(concurring in part and dissenting in part).
I find myself in a position of not being able to agree with the disposition being made in this case on the question of support money for children. The facts as recorded in the majority opinion speak for themselves. This father after income taxes has a net income of approximately $15,500 per annum. Out of income under the judgment he is compelled to pay for the support of his two teen-age children $2,400 per year for support and $750 per year for bonds and insurance premiums for the children’s ultimate benefit, leaving him a net of $12,-350. By the evidence it very plainly appears that the mother’s present husband, a school teacher, is, by force of circumstances, in no small part furnishing the cost of rearing and supporting defendant’s children. The amount furnished by the defendant-father does not adequately furnish the roof, heat, light, water, gas, clothing, food, recreation, transportation, music lessons, medical and dental attention required and consumed by his children. The appellant, her husband and the two children live in a modest 3-bedroom, 1-bath home, being purchased under contract, with monthly payments of $145. The husband’s monthly salary as a school teacher, is $466 per month. The family has two old cars, owned separately before marriage, one of which the husband uses in his profession *71and the other is used as a famiily car by the wife and children. These cars entail expense and will ultimately have to be replaced.

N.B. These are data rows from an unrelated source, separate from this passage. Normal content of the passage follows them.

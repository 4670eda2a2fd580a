//! A [`RenderDevice`] that records commands instead of drawing.
//!
//! Used for tests and for inspecting what a frame would submit. Every call is
//! appended to a [`DeviceCommand`] log, textures and meshes get sequential
//! handles, and programs report whatever uniforms were registered for their
//! name with [`HeadlessDevice::register_program`].
//!
//! The log is never trimmed on its own. Call
//! [`HeadlessDevice::clear_commands`] before a frame to see only that frame.

use crate::engine::assets::MeshData;
use crate::rendering::device::{
    ClearOps, MeshHandle, ProgramHandle, ProgramInfo, ProgramCompileErr, RenderTarget,
    TextureDescriptor, UniformDecl, UniformDecls, UniformType,
};
use crate::rendering::pipeline_state::{GlobalState, PipelineState};
use crate::rendering::uniform::UniformValue;
use crate::rendering::{DeviceError, RenderDevice, TextureHandle};
use log::trace;
use smallvec::smallvec;
use snafu::ensure;
use std::collections::{HashMap, HashSet};
use wgpu::TextureFormat;
use winit::dpi::PhysicalSize;

pub const DEFAULT_SURFACE_SIZE: PhysicalSize<u32> = PhysicalSize::new(800, 600);

#[derive(Debug, Clone, PartialEq)]
pub enum DeviceCommand {
    CreateTexture {
        texture: TextureHandle,
        label: String,
        size: PhysicalSize<u32>,
        format: TextureFormat,
    },
    DestroyTexture(TextureHandle),
    LoadProgram {
        program: ProgramHandle,
        name: String,
    },
    UploadMesh(MeshHandle),
    SetGlobalState(GlobalState),
    SetPipelineState(PipelineState),
    BindRenderTarget(RenderTarget),
    Clear(ClearOps),
    BindTexture {
        slot: u32,
        texture: Option<TextureHandle>,
    },
    UseProgram(ProgramHandle),
    SetUniform {
        program: ProgramHandle,
        name: String,
        value: UniformValue,
    },
    DrawMesh(MeshHandle),
}

#[derive(Debug, Clone)]
struct HeadlessTexture {
    size: PhysicalSize<u32>,
}

#[derive(Debug)]
pub struct HeadlessDevice {
    surface_size: PhysicalSize<u32>,
    commands: Vec<DeviceCommand>,

    textures: HashMap<TextureHandle, HeadlessTexture>,
    next_texture: u32,
    next_mesh: u32,

    program_uniforms: HashMap<String, UniformDecls>,
    failing_programs: HashSet<String>,
    programs: Vec<String>,

    pipeline_state: Option<PipelineState>,
    render_target: RenderTarget,
    program: Option<ProgramHandle>,
}

impl Default for HeadlessDevice {
    fn default() -> Self {
        Self::new()
    }
}

impl HeadlessDevice {
    pub fn new() -> Self {
        Self::with_surface_size(DEFAULT_SURFACE_SIZE)
    }

    pub fn with_surface_size(surface_size: PhysicalSize<u32>) -> Self {
        HeadlessDevice {
            surface_size,
            commands: Vec::new(),
            textures: HashMap::new(),
            next_texture: 0,
            next_mesh: 0,
            program_uniforms: builtin_program_uniforms(),
            failing_programs: HashSet::new(),
            programs: Vec::new(),
            pipeline_state: None,
            render_target: RenderTarget::Window,
            program: None,
        }
    }

    /// Declares the uniforms a program of this name will report when loaded.
    pub fn register_program<I>(&mut self, name: &str, uniforms: I)
    where
        I: IntoIterator<Item = UniformDecl>,
    {
        self.program_uniforms
            .insert(name.to_string(), uniforms.into_iter().collect());
    }

    /// Makes loading a program of this name fail like a compile error.
    pub fn fail_program(&mut self, name: &str) {
        self.failing_programs.insert(name.to_string());
    }

    pub fn set_surface_size(&mut self, size: PhysicalSize<u32>) {
        self.surface_size = size;
    }

    /// Everything recorded since construction or the last
    /// [`clear_commands`](Self::clear_commands).
    pub fn commands(&self) -> &[DeviceCommand] {
        &self.commands
    }

    pub fn clear_commands(&mut self) {
        self.commands.clear();
    }

    /// The state set last, `None` before the first set.
    pub fn pipeline_state(&self) -> Option<&PipelineState> {
        self.pipeline_state.as_ref()
    }

    pub fn render_target(&self) -> RenderTarget {
        self.render_target
    }

    pub fn current_program(&self) -> Option<ProgramHandle> {
        self.program
    }

    pub fn program_name(&self, program: ProgramHandle) -> Option<&str> {
        self.programs.get(program.id() as usize).map(String::as_str)
    }

    pub fn texture_count(&self) -> usize {
        self.textures.len()
    }
}

impl RenderDevice for HeadlessDevice {
    fn surface_size(&self) -> PhysicalSize<u32> {
        self.surface_size
    }

    fn create_texture(&mut self, desc: &TextureDescriptor) -> Result<TextureHandle, DeviceError> {
        let texture = TextureHandle::new(self.next_texture);
        self.next_texture += 1;

        self.textures
            .insert(texture, HeadlessTexture { size: desc.size });
        self.commands.push(DeviceCommand::CreateTexture {
            texture,
            label: desc.label.to_string(),
            size: desc.size,
            format: desc.format,
        });

        Ok(texture)
    }

    fn destroy_texture(&mut self, texture: TextureHandle) {
        self.textures.remove(&texture);
        self.commands.push(DeviceCommand::DestroyTexture(texture));
    }

    fn texture_size(&self, texture: TextureHandle) -> Option<PhysicalSize<u32>> {
        self.textures.get(&texture).map(|t| t.size)
    }

    fn load_program(&mut self, name: &str) -> Result<ProgramInfo, DeviceError> {
        ensure!(
            !self.failing_programs.contains(name),
            ProgramCompileErr {
                name,
                message: "compilation disabled for this program",
            }
        );

        let program = ProgramHandle::new(self.programs.len() as u32);
        self.programs.push(name.to_string());
        self.commands.push(DeviceCommand::LoadProgram {
            program,
            name: name.to_string(),
        });

        let uniforms = self.program_uniforms.get(name).cloned().unwrap_or_default();
        trace!("Headless program {name} reports {} uniforms", uniforms.len());

        Ok(ProgramInfo {
            handle: program,
            uniforms,
        })
    }

    fn upload_mesh(&mut self, _mesh: &MeshData) -> Result<MeshHandle, DeviceError> {
        let mesh = MeshHandle::new(self.next_mesh);
        self.next_mesh += 1;
        self.commands.push(DeviceCommand::UploadMesh(mesh));
        Ok(mesh)
    }

    fn set_global_state(&mut self, state: &GlobalState) {
        self.commands.push(DeviceCommand::SetGlobalState(*state));
    }

    fn set_pipeline_state(&mut self, state: &PipelineState) {
        self.pipeline_state = Some(*state);
        self.commands.push(DeviceCommand::SetPipelineState(*state));
    }

    fn bind_render_target(&mut self, target: RenderTarget) {
        self.render_target = target;
        self.commands.push(DeviceCommand::BindRenderTarget(target));
    }

    fn clear(&mut self, ops: ClearOps) {
        self.commands.push(DeviceCommand::Clear(ops));
    }

    fn bind_texture(&mut self, slot: u32, texture: Option<TextureHandle>) {
        self.commands
            .push(DeviceCommand::BindTexture { slot, texture });
    }

    fn use_program(&mut self, program: ProgramHandle) {
        self.program = Some(program);
        self.commands.push(DeviceCommand::UseProgram(program));
    }

    fn set_uniform(&mut self, program: ProgramHandle, name: &str, value: &UniformValue) {
        self.commands.push(DeviceCommand::SetUniform {
            program,
            name: name.to_string(),
            value: *value,
        });
    }

    fn draw_mesh(&mut self, mesh: MeshHandle) {
        self.commands.push(DeviceCommand::DrawMesh(mesh));
    }
}

/// What the shipped programs declare.
fn builtin_program_uniforms() -> HashMap<String, UniformDecls> {
    use UniformType::*;

    let filter: UniformDecls = smallvec![
        UniformDecl::new("T_MVP", Mat4),
        UniformDecl::new("R_filterTexture", Sampler2D),
    ];
    let mut blur = filter.clone();
    blur.push(UniformDecl::new("R_blurScale", Vec3));

    let mut directional: UniformDecls = smallvec![
        UniformDecl::new("T_model", Mat4),
        UniformDecl::new("T_MVP", Mat4),
        UniformDecl::new("C_eyePos", Vec3),
        UniformDecl::new("R_lightMatrix", Mat4),
        UniformDecl::new("R_shadowMap", Sampler2D),
        UniformDecl::new("R_shadowVarianceMin", Float),
        UniformDecl::new("R_shadowLightBleedingReduction", Float),
        UniformDecl::new("M_specularIntensity", Float),
        UniformDecl::new("M_specularPower", Float),
        UniformDecl::new("L_color", Vec3),
        UniformDecl::new("L_intensity", Float),
    ];
    let mut point = directional.clone();
    point.extend([
        UniformDecl::new("L_position", Vec3),
        UniformDecl::new("L_range", Float),
        UniformDecl::new("L_attenuationConstant", Float),
        UniformDecl::new("L_attenuationLinear", Float),
        UniformDecl::new("L_attenuationExponent", Float),
    ]);
    let mut spot = point.clone();
    spot.extend([
        UniformDecl::new("L_direction", Vec3),
        UniformDecl::new("L_cutoff", Float),
    ]);
    directional.push(UniformDecl::new("L_direction", Vec3));

    HashMap::from([
        ("forward-directional".to_string(), directional),
        ("forward-point".to_string(), point),
        ("forward-spot".to_string(), spot),
        (
            "forward-ambient".to_string(),
            smallvec![
                UniformDecl::new("T_model", Mat4),
                UniformDecl::new("T_MVP", Mat4),
                UniformDecl::new("C_eyePos", Vec3),
                UniformDecl::new("R_ambient", Vec3),
                UniformDecl::new("M_diffuse", Sampler2D),
            ],
        ),
        (
            "shadowMapGenerator".to_string(),
            smallvec![UniformDecl::new("T_MVP", Mat4)],
        ),
        ("filter-null".to_string(), filter),
        ("filter-gausBlur7x1".to_string(), blur),
    ])
}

What is defendant’s legal duty in this respect, aside from his moral obligation? In Branham v. State, 33 Ariz. 170, 180, 263 P. 1, 4, we quoted with approval the rule laid down in State v. Waller, 90 Kan. 829, 136 P. 215, 49 L.R.A.,N.S., 588, where it was said:
“ ‘He is obliged to provide such a place of abode, such furniture, such articles of food, wearing apparel, and use such medicines, medical attention and nursing, such means for the education of children, and such social protection and opportunity as comport with the health, comfort, welfare, and normal living of human beings according to present standards of civilization, considering his own means, earning capacity, and station in life.’ ” (Emphasis supplied.)
An allowance for support of children should be reasonable. What is “reasonable” depends upon the ability of the husband to pay as well as the children’s necessities. The amount thereof must be governed by the circumstances and facts of each case. 27 C.J.S., Divorce, § 319(h). The evidence clearly shows a marked increase in the needs and expenses of the growing children of the parties. These expenses were outlined in detail by the plaintiff, and no evidence was offered by defendant to refute their accuracy, honesty or completeness.
In view of all the facts and circumstances I am of the opinion that the trial court abused its discretion.
“The term ‘abuse of discretion’ does not mean any reflection upon the presiding judge and does not carry with it an implication of conduct deserving censure, but is strictly a legal term indicating that the appellate court is of the opinion that under the circumstances the trial judge committed error of law in the exercise of his discretion.” 1 Words and Phrases, Abuse of Discretion, p. 182. Quoted with approval in Brown v. Beck, 64 Ariz. 299, 303, 169 P.2d 855.
In a recent Idaho case the court held that it was an abuse of discretion for a court to award a child only $25 per month for support when it appeared that the father, a member of the armed services, was receiving a salary of $126 per month after all deductions for family allowance. This enlightened court said:
“When we consider the ability of the respondent to pay, the present high cost of living, the needs of a growing boy, and other surrounding facts and circumstances, it is apparent that the *72amount allowed is inadequate, and the appellant should be awarded the sum of $50.00 per month, commencing August 1, 1949, for the support of the child. * * * ” Hampshire v. Hampshire, 70 Idaho 522, 223 P.2d 950, 953, 21 A.L.R.2d 1159.
To rule that a father and his second wife, with no other dependents, needs $12,350 per year, and that his two growing teen-age children need only $2,400 per year for both of them, tends to establish a false standard of child support in this state.
I agree with the majority that the learned trial judge abused his discretion in allowing appellant an attorney fee of only $200. All of us readily agree that this allowance was wholly inadequate and unreasonable. It is my opinion that the trial judge used the same yardstick of unreasonableness in attempting to arrive at a reasonable allowance for the support of the children that he used in fixing the allowance for attorney fees. Its use and confirmation by the majority leaves the graver of the two wrongs unredressed.
A careful consideration of the entire record, the situation of the parties, the defendant’s financial standing and earning capacity, leads me to conclude that the defendant should be required to pay at least $350 per month for the current support of his two children in addition to the fringe benefits which he is providing.